For anyone who doesn’t remember the hostage crisis of 1979 – which among other things gave us the presidency of Ronald Reagan, decades of diplomatic paralysis and a constant drumbeat of hatred toward the West in general and the US in particular – that day has to be numbered among the most infamous events of the 20th and even the 21st century. Yet few Americans knew about it at the time, and even fewer remember it today: a situation that Amir-Khosravi means to remedy, however modestly, with his memoir/documentary. He has spent the past four years pursuing an understanding of that event and the geopolitical events that have resulted and transpired since then. That memory is the linchpin in Inheritance, the movie that Amir-Khosravi has made that explores the intertwined roots of Iran’s tumultuous history and his own.
Amir-Khosravi is a widely recognized, award-winning documentary film and video producer whose work ranges back to the early 1980s. He’s also a well-known figure in the Woodstock area. Before Inheritance, he did his adopted hometown a solid with the documentary Woodstock: In Search of Utopia – what he calls an unknown tale of Woodstock, told by and about the artists who helped create it. Inheritance is a film about a search of a different kind, one that’s simultaneously vast and personal.
Amir-Khosravi, like so many documentarians whose art lies in the depiction of others, said that he was loath to become the subject of his film. At the same time, he knew that an exploration of Iranian history couldn’t be told without a person at its center. So he made an artistic compromise.

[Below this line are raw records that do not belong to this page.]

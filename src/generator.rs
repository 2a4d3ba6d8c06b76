//! Report generation strategies behind one [`ReportGenerator`] interface.
//!
//! [`StatisticalReportGenerator`] runs the in-process pipeline (column
//! analysis, numeric aggregation, assembly) and is fully deterministic.
//! [`PromptReportGenerator`] hands the dataset to a text-completion backend
//! with an analyst prompt; its output is natural language and only checked
//! for being non-empty.

use log::{info, warn};

use crate::{
    dataset::Dataset,
    error::ReportError,
    profile::analyze_columns,
    report::{Overview, Report, assemble_report},
    stats::summarize_numeric_columns,
};

pub trait ReportGenerator {
    fn name(&self) -> &'static str;
    fn generate(&self, dataset: &Dataset) -> Result<Report, ReportError>;
}

#[derive(Debug, Default, Clone, Copy)]
pub struct StatisticalReportGenerator;

impl ReportGenerator for StatisticalReportGenerator {
    fn name(&self) -> &'static str {
        "statistical"
    }

    fn generate(&self, dataset: &Dataset) -> Result<Report, ReportError> {
        if dataset.record_count() == 0 {
            return Err(ReportError::EmptyInput);
        }
        let profiles = analyze_columns(dataset);
        let statistics = summarize_numeric_columns(dataset, &profiles);
        Ok(assemble_report(
            Overview {
                record_count: dataset.record_count(),
                column_count: dataset.column_count(),
            },
            &profiles,
            &statistics,
        ))
    }
}

/// A single request/response call to a text-generation provider.
pub trait CompletionBackend {
    fn complete(&self, prompt: &str) -> anyhow::Result<String>;
}

impl<F> CompletionBackend for F
where
    F: Fn(&str) -> anyhow::Result<String>,
{
    fn complete(&self, prompt: &str) -> anyhow::Result<String> {
        self(prompt)
    }
}

pub struct PromptReportGenerator<B> {
    backend: B,
}

impl<B: CompletionBackend> PromptReportGenerator<B> {
    pub fn new(backend: B) -> Self {
        Self { backend }
    }
}

impl<B: CompletionBackend> ReportGenerator for PromptReportGenerator<B> {
    fn name(&self) -> &'static str {
        "prompt"
    }

    fn generate(&self, dataset: &Dataset) -> Result<Report, ReportError> {
        let prompt = render_prompt(dataset)?;
        info!(
            "Requesting generated report for {} row(s) ({} prompt bytes)",
            dataset.record_count(),
            prompt.len()
        );
        // one attempt only; the caller decides what to show on failure
        let response = self.backend.complete(&prompt).map_err(|err| {
            warn!("Report backend failed: {err:#}");
            generation_failed()
        })?;
        if response.trim().is_empty() {
            warn!("Report backend returned an empty report");
            return Err(generation_failed());
        }
        Ok(Report::from_text(response))
    }
}

/// Backend detail stays in the log; callers only see this message.
fn generation_failed() -> ReportError {
    ReportError::ExternalService(GENERATION_FAILED.to_string())
}

pub const GENERATION_FAILED: &str = "Failed to generate data report";

/// The analyst prompt for `dataset`, with the data embedded as CSV.
pub fn render_prompt(dataset: &Dataset) -> Result<String, ReportError> {
    if dataset.record_count() == 0 {
        return Err(ReportError::EmptyInput);
    }
    let csv_text = dataset
        .to_csv_string()
        .map_err(|err| ReportError::ExternalService(format!("serialising dataset: {err}")))?;
    Ok(PROMPT_TEMPLATE.replace("{{csv}}", csv_text.trim_end()))
}

const PROMPT_TEMPLATE: &str = r#"You are an expert data analyst. Analyze the CSV data below and write a comprehensive report in Markdown.

```csv
{{csv}}
```

Use these sections, in this order:

1. **Data Overview**: number of rows (excluding the header) and number of columns.
2. **Column Analysis**: for each column, its name, its inferred data type (Numerical, Categorical, Text, Date, Boolean), and the percentage of missing or empty values to one decimal place (e.g. 15.2%).
3. **Basic Statistics**: for each Numerical column, Mean, Median, Min, Max and Std Dev to two decimal places. If a statistic cannot be calculated, write "N/A" with a short reason instead of stopping the analysis.
4. **Key Insights & Observations**: patterns, outliers, data quality issues, and suggested next steps.
5. **Summary**: one paragraph describing the dataset's main characteristics.

Return valid Markdown only.
"#;

#[cfg(test)]
mod tests {
    use std::cell::Cell;

    use anyhow::anyhow;

    use super::*;

    fn dataset() -> Dataset {
        Dataset::from_csv_str("city,price\nOslo,10\nLima,12\n").unwrap()
    }

    #[test]
    fn statistical_generator_is_deterministic() {
        let generator = StatisticalReportGenerator;
        let first = generator.generate(&dataset()).unwrap();
        let second = generator.generate(&dataset()).unwrap();
        assert_eq!(first.text(), second.text());
        assert_eq!(generator.name(), "statistical");
    }

    #[test]
    fn prompt_embeds_csv_block() {
        let prompt = render_prompt(&dataset()).unwrap();
        assert!(prompt.contains("```csv\ncity,price\nOslo,10\nLima,12\n```"));
        assert!(prompt.contains("**Basic Statistics**"));
    }

    #[test]
    fn prompt_generator_calls_backend_once() {
        let calls = Cell::new(0);
        let backend = |prompt: &str| -> anyhow::Result<String> {
            calls.set(calls.get() + 1);
            assert!(prompt.contains("Oslo,10"));
            Ok("# Report\n\nTwo rows.".to_string())
        };
        let generator = PromptReportGenerator::new(backend);
        let report = generator.generate(&dataset()).unwrap();
        assert_eq!(report.text(), "# Report\n\nTwo rows.");
        assert!(report.analysis().is_none());
        assert_eq!(calls.get(), 1);
    }

    #[test]
    fn backend_failure_is_not_retried() {
        let calls = Cell::new(0);
        let backend = |_: &str| -> anyhow::Result<String> {
            calls.set(calls.get() + 1);
            Err(anyhow!("quota exceeded"))
        };
        let err = PromptReportGenerator::new(backend)
            .generate(&dataset())
            .unwrap_err();
        assert_eq!(err, ReportError::ExternalService(GENERATION_FAILED.to_string()));
        assert!(!err.to_string().contains("quota exceeded"));
        assert_eq!(calls.get(), 1);
    }

    #[test]
    fn blank_backend_response_is_a_failure() {
        let backend = |_: &str| -> anyhow::Result<String> { Ok("   \n".to_string()) };
        let err = PromptReportGenerator::new(backend)
            .generate(&dataset())
            .unwrap_err();
        assert_eq!(err, ReportError::ExternalService(GENERATION_FAILED.to_string()));
    }
}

“Even though it [the film] is about me, it is not,” he said during a recent interview at his home in Shady. “I created a persona. I picked out things from my personal history that were reflective of a colonial-dominated Third World country: all the dysfunction, the racism, that contributed to what Iran was and what it has become.”
Following his footsteps through a childhood that was at once privileged and utterly mysterious to him, Amir-Khosravi recalls the few memories he has of his father. What little he knew of the man, he didn’t like. But in his search to learn more, he found a number of academic and even best-selling books, many of which, in pursuing their stories about Iran, relied heavily on US State Department files. Shock still echoes in his voice as he marvels at the fact that these strangers – and his own government – knew more about his father than he ever did.
Amir-Khosravi’s father, Reza Gohli Amirkhosrovi, was a powerful, shadowy figure in the autocratic, West-friendly regime of Reza Shah, the man whose son, the infamous Mohammed Reza Shah Pahlavi, was forced to flee the country in the weeks before religious militants seized the US embassy in Teheran in 1979. He was the government’s minister of finance. His signature graced the country’s currency.
Then as now, oil was the determining factor in the United States’ relationship to Iran. It was bad enough for American interests when Mossadegh was democratically elected and brought elements of democracy to the ancient country. But his decision in 1953 to nationalize the country’s oil industry – representing roughly a fifth of the world’s oil production – was too much for the US and Great Britain; their secret backing of the military coup that removed Mossadegh from power is a memory as strong among Iranians as the memory of 9/11 is among Americans.
What Amir-Khosravi’s father had to do with all this political turbulence is a question that the film explores through the use of vintage newsreel footage and interviews with such expert as Stephen Kinzer, author of All the Shah’s Men, and with the personal testimony of friends of Amir-Khosravi, who recount some of his early adventures, both political and personal, as a painter who found his life’s calling as a filmmaker.
Inheritance asks more questions than it answers, which is the way that Amir-Khosravi likes it. No one with the slightest knowledge of the history of the Middle East in general or Iran in particular can fail to recognize how the contortions of political power have shifted with the ages like no other place on Earth, and for as long as history has been recorded. Amir-Khosravi knows this in his bones, and Inheritance is his attempt to show how he, his father and his country of origin have contributed to the river of history.